• [ACTIVITY] Please give the number of lines in the records below where the word "unwrap" occurs, and nothing else.
═══ THE INPUT ═══
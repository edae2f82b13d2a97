//! Single cycle implementation: one instruction fully retires per cycle.
//! This core is the correctness oracle for the pipelined core.

use crate::alu::alu;
use crate::cpu::CoreHistory;
use crate::cpu::CorePolicy;
use crate::cpu::RegisterFile;
use crate::cpu::MAX_CYCLES;
use crate::error::ExecutionError;
use crate::error::SimulatorResult;
use crate::instruction::Instruction;
use crate::instruction::OpKind;
use crate::memory::DataMemory;
use crate::memory::InstructionMemory;

/// Single cycle core
pub struct SingleCycleCore<'a> {
    imem: &'a InstructionMemory,
    pub dmem: DataMemory,
    pub rf: RegisterFile,
    pub history: CoreHistory,
    pub halted: bool,
    pub pc: u32,
    policy: CorePolicy,
}

impl<'a> SingleCycleCore<'a> {
    pub fn new(imem: &'a InstructionMemory, dmem: DataMemory, policy: CorePolicy) -> Self {
        Self {
            imem,
            dmem,
            rf: RegisterFile::new(),
            history: CoreHistory::default(),
            halted: false,
            pc: 0,
            policy,
        }
    }

    /// Runs to the HALT sentinel
    pub fn run(&mut self) -> SimulatorResult<()> {
        while !self.halted {
            if self.history.cycle_count >= MAX_CYCLES {
                return Err(ExecutionError::ExecutionLimitReached(MAX_CYCLES).into());
            }
            self.step()?;
        }
        Ok(())
    }

    /// Executes one full fetch/decode/execute/writeback cycle
    pub fn step(&mut self) -> SimulatorResult<()> {
        self.history.cycle_count += 1;
        self.history.inst_count += 1;

        let pc = self.pc;
        let raw = self.imem.fetch_instruction(pc)?;
        let inst = Instruction::decode(raw);

        if self.policy.verbose {
            eprintln!("[VERBOSE] PC: {:#010x}; {:?}", pc, inst.op);
        }

        let mut next_pc = pc.wrapping_add(4);
        match inst.op {
            OpKind::Halt => {
                self.halted = true;
                next_pc = pc;
            }
            OpKind::Lw => {
                let addr = self.rf.read(inst.rs1).wrapping_add(inst.imm as u32);
                let value = self.dmem.load_word(addr)?;
                self.rf.write(inst.rd, value);
            }
            OpKind::Sw => {
                let addr = self.rf.read(inst.rs1).wrapping_add(inst.imm as u32);
                self.dmem.store_word(addr, self.rf.read(inst.rs2))?;
            }
            OpKind::Beq => {
                if self.rf.read(inst.rs1) == self.rf.read(inst.rs2) {
                    next_pc = pc.wrapping_add(inst.imm as u32);
                }
            }
            OpKind::Bne => {
                if self.rf.read(inst.rs1) != self.rf.read(inst.rs2) {
                    next_pc = pc.wrapping_add(inst.imm as u32);
                }
            }
            OpKind::Jal => {
                self.rf.write(inst.rd, pc.wrapping_add(4));
                next_pc = pc.wrapping_add(inst.imm as u32);
            }
            _ => {
                // Register-register and register-immediate ALU operations
                let op1 = self.rf.read(inst.rs1);
                let op2 = if inst.controls.is_i_type {
                    inst.imm as u32
                } else {
                    self.rf.read(inst.rs2)
                };
                self.rf.write(inst.rd, alu(inst.controls.alu_op, op1, op2));
            }
        }

        if self.policy.verbose && next_pc != pc.wrapping_add(4) {
            eprintln!("[VERBOSE] Branching from {:#010x} to {:#010x}", pc, next_pc);
        }

        self.pc = next_pc;
        Ok(())
    }
}

#[cfg(test)]
mod tests {
    use super::*;
    use crate::instruction::test_util::*;

    fn run_program(words: &[u32], dmem_bytes: Vec<u8>) -> SingleCycleCore<'static> {
        let imem = Box::leak(Box::new(InstructionMemory::from_bytes(program_image(words))));
        let mut core =
            SingleCycleCore::new(imem, DataMemory::from_bytes(dmem_bytes), CorePolicy::default());
        core.run().unwrap();
        core
    }

    #[test]
    fn add_program_retires_in_four_cycles() {
        let core = run_program(&[addi(1, 0, 5), addi(2, 0, 3), add(3, 1, 2), HALT], vec![]);
        assert_eq!(core.rf.read(3), 8);
        assert_eq!(core.history.cycle_count, 4);
        assert_eq!(core.history.inst_count, 4);
        assert!((core.history.cpi() - 1.0).abs() < 1e-12);
    }

    #[test]
    fn store_then_load_reads_back_stored_value() {
        let core = run_program(
            &[
                addi(1, 0, 0x123),
                addi(2, 0, 64),
                sw(2, 1, 4),
                lw(3, 2, 4),
                HALT,
            ],
            vec![],
        );
        assert_eq!(core.rf.read(3), 0x123);
        assert_eq!(core.dmem.load_word(68).unwrap(), 0x123);
    }

    #[test]
    fn taken_branch_skips_not_taken_path() {
        // beq x1, x1, +8 skips the addi poisoning x5
        let core = run_program(
            &[addi(1, 0, 7), beq(1, 1, 8), addi(5, 0, 99), HALT],
            vec![],
        );
        assert_eq!(core.rf.read(5), 0);
        assert_eq!(core.history.cycle_count, 3);
    }

    #[test]
    fn not_taken_branch_falls_through() {
        let core = run_program(
            &[addi(1, 0, 7), bne(1, 1, 8), addi(5, 0, 99), HALT],
            vec![],
        );
        assert_eq!(core.rf.read(5), 99);
    }

    #[test]
    fn jal_links_and_jumps() {
        // jal x1, +12 over two poison instructions
        let core = run_program(
            &[jal(1, 12), addi(5, 0, 1), addi(6, 0, 1), addi(7, 0, 1), HALT],
            vec![],
        );
        assert_eq!(core.rf.read(1), 4);
        assert_eq!(core.rf.read(5), 0);
        assert_eq!(core.rf.read(6), 0);
        assert_eq!(core.rf.read(7), 1);
    }

    #[test]
    fn backward_branch_loops() {
        // x1 counts down from 3; bne loops back to the sub
        let core = run_program(
            &[
                addi(1, 0, 3),
                addi(2, 0, 1),
                sub(1, 1, 2),
                bne(1, 0, -4),
                HALT,
            ],
            vec![],
        );
        assert_eq!(core.rf.read(1), 0);
        // 2 setup + 3 iterations of (sub, bne) + halt
        assert_eq!(core.history.cycle_count, 9);
    }

    #[test]
    fn negative_immediates() {
        let core = run_program(&[addi(1, 0, -5), addi(2, 1, 3), HALT], vec![]);
        assert_eq!(core.rf.read(1) as i32, -5);
        assert_eq!(core.rf.read(2) as i32, -2);
    }
}
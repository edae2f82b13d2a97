pub mod alu;
pub mod cpu;
pub mod instruction;
pub mod memory;
pub mod output;
pub mod run_wrapper;

pub mod pipelined;
pub mod single_cycle;

pub mod error;
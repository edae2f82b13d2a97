//! Decoding helper functions: positional field extraction per the rv32i
//! encoding, immediate assembly, and sign extension.

use super::Controls;
use super::Instruction;
use super::OpKind;
use crate::alu;
use crate::alu::AluOp;

/// Computes the two's-complement value of a raw magnitude whose sign
/// bit sits at the given index
pub fn sign_extend(val: u32, sign_bit: u32) -> i32 {
    if val & (1 << sign_bit) != 0 {
        (i64::from(val) - (1i64 << (sign_bit + 1))) as i32
    } else {
        val as i32
    }
}

/// Decodes a raw 32-bit instruction word.
/// Any unrecognized opcode decodes to the HALT sentinel.
pub fn decode(raw: u32) -> Instruction {
    match get_opcode(raw) {
        0b0110011 => decode_r(raw),
        0b0010011 => decode_i(raw),
        0b0000011 => decode_load(raw),
        0b0100011 => decode_store(raw),
        0b1100011 => decode_branch(raw),
        0b1101111 => decode_jal(raw),
        _ => Instruction { raw, op: OpKind::Halt, ..Default::default() },
    }
}

fn decode_r(raw: u32) -> Instruction {
    let funct7 = get_funct7(raw);
    let funct3 = get_funct3(raw);
    let alu_op = alu::select_r(funct7, funct3);
    let op = match alu_op {
        AluOp::ADD => OpKind::Add,
        AluOp::SUB => OpKind::Sub,
        AluOp::XOR => OpKind::Xor,
        AluOp::OR => OpKind::Or,
        AluOp::AND => OpKind::And,
        AluOp::NOP => OpKind::Add, // result is still 0 via the ALU fallback
    };
    Instruction {
        raw,
        op,
        rs1: get_rs1(raw),
        rs2: get_rs2(raw),
        rd: get_rd(raw),
        imm: 0,
        controls: Controls { wrt_rf: true, alu_op, ..Default::default() },
    }
}

fn decode_i(raw: u32) -> Instruction {
    let funct3 = get_funct3(raw);
    let alu_op = alu::select_i(funct3);
    let op = match alu_op {
        AluOp::XOR => OpKind::Xori,
        AluOp::OR => OpKind::Ori,
        AluOp::AND => OpKind::Andi,
        _ => OpKind::Addi,
    };
    Instruction {
        raw,
        op,
        rs1: get_rs1(raw),
        rs2: 0,
        rd: get_rd(raw),
        imm: sign_extend(raw >> 20, 11),
        controls: Controls {
            is_i_type: true,
            wrt_rf: true,
            alu_op,
            ..Default::default()
        },
    }
}

fn decode_load(raw: u32) -> Instruction {
    Instruction {
        raw,
        op: OpKind::Lw,
        rs1: get_rs1(raw),
        rs2: 0,
        rd: get_rd(raw),
        imm: sign_extend(raw >> 20, 11),
        controls: Controls {
            is_i_type: true,
            rd_mem: true,
            wrt_rf: true,
            alu_op: AluOp::ADD,
            ..Default::default()
        },
    }
}

fn decode_store(raw: u32) -> Instruction {
    // S-immediate: {bits[31:25] : bits[11:7]}
    let imm = ((raw >> 25) << 5) | get_rd(raw);
    Instruction {
        raw,
        op: OpKind::Sw,
        rs1: get_rs1(raw),
        rs2: get_rs2(raw),
        rd: 0,
        imm: sign_extend(imm, 11),
        controls: Controls {
            wrt_mem: true,
            alu_op: AluOp::ADD,
            ..Default::default()
        },
    }
}

fn decode_branch(raw: u32) -> Instruction {
    // B-immediate: {bit 31, bit 7, bits[30:25], bits[11:8]}, bit 0 zero
    let imm = (((raw >> 31) & 1) << 12)
        | (((raw >> 7) & 1) << 11)
        | (((raw >> 25) & 0x3f) << 5)
        | (((raw >> 8) & 0xf) << 1);
    let op = match get_funct3(raw) {
        0b000 => OpKind::Beq,
        _ => OpKind::Bne,
    };
    Instruction {
        raw,
        op,
        rs1: get_rs1(raw),
        rs2: get_rs2(raw),
        rd: 0,
        imm: sign_extend(imm, 12),
        controls: Controls { branch: true, ..Default::default() },
    }
}

fn decode_jal(raw: u32) -> Instruction {
    // J-immediate: {bit 31, bits[19:12], bit 20, bits[30:21]}, bit 0 zero
    let imm = (((raw >> 31) & 1) << 20)
        | (((raw >> 12) & 0xff) << 12)
        | (((raw >> 20) & 1) << 11)
        | (((raw >> 21) & 0x3ff) << 1);
    Instruction {
        raw,
        op: OpKind::Jal,
        rs1: 0,
        rs2: 0,
        rd: get_rd(raw),
        imm: sign_extend(imm, 20),
        controls: Controls { branch: true, wrt_rf: true, ..Default::default() },
    }
}

/// Extracts opcode from a raw instruction
fn get_opcode(raw: u32) -> u32 {
    raw & 0x7f
}

/// Extracts funct3 from a raw instruction, normalized to bits [2:0]
fn get_funct3(raw: u32) -> u32 {
    (raw >> 12) & 0x7
}

/// Extracts the rs1 field from a raw instruction
fn get_rs1(raw: u32) -> u32 {
    (raw >> 15) & 0x1f
}

/// Extracts the rs2 field from a raw instruction
fn get_rs2(raw: u32) -> u32 {
    (raw >> 20) & 0x1f
}

/// Extracts the rd field from a raw instruction
fn get_rd(raw: u32) -> u32 {
    (raw >> 7) & 0x1f
}

/// Extracts the funct7 field from a raw instruction
fn get_funct7(raw: u32) -> u32 {
    (raw >> 25) & 0x7f
}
═══
• [RESPONSE] 2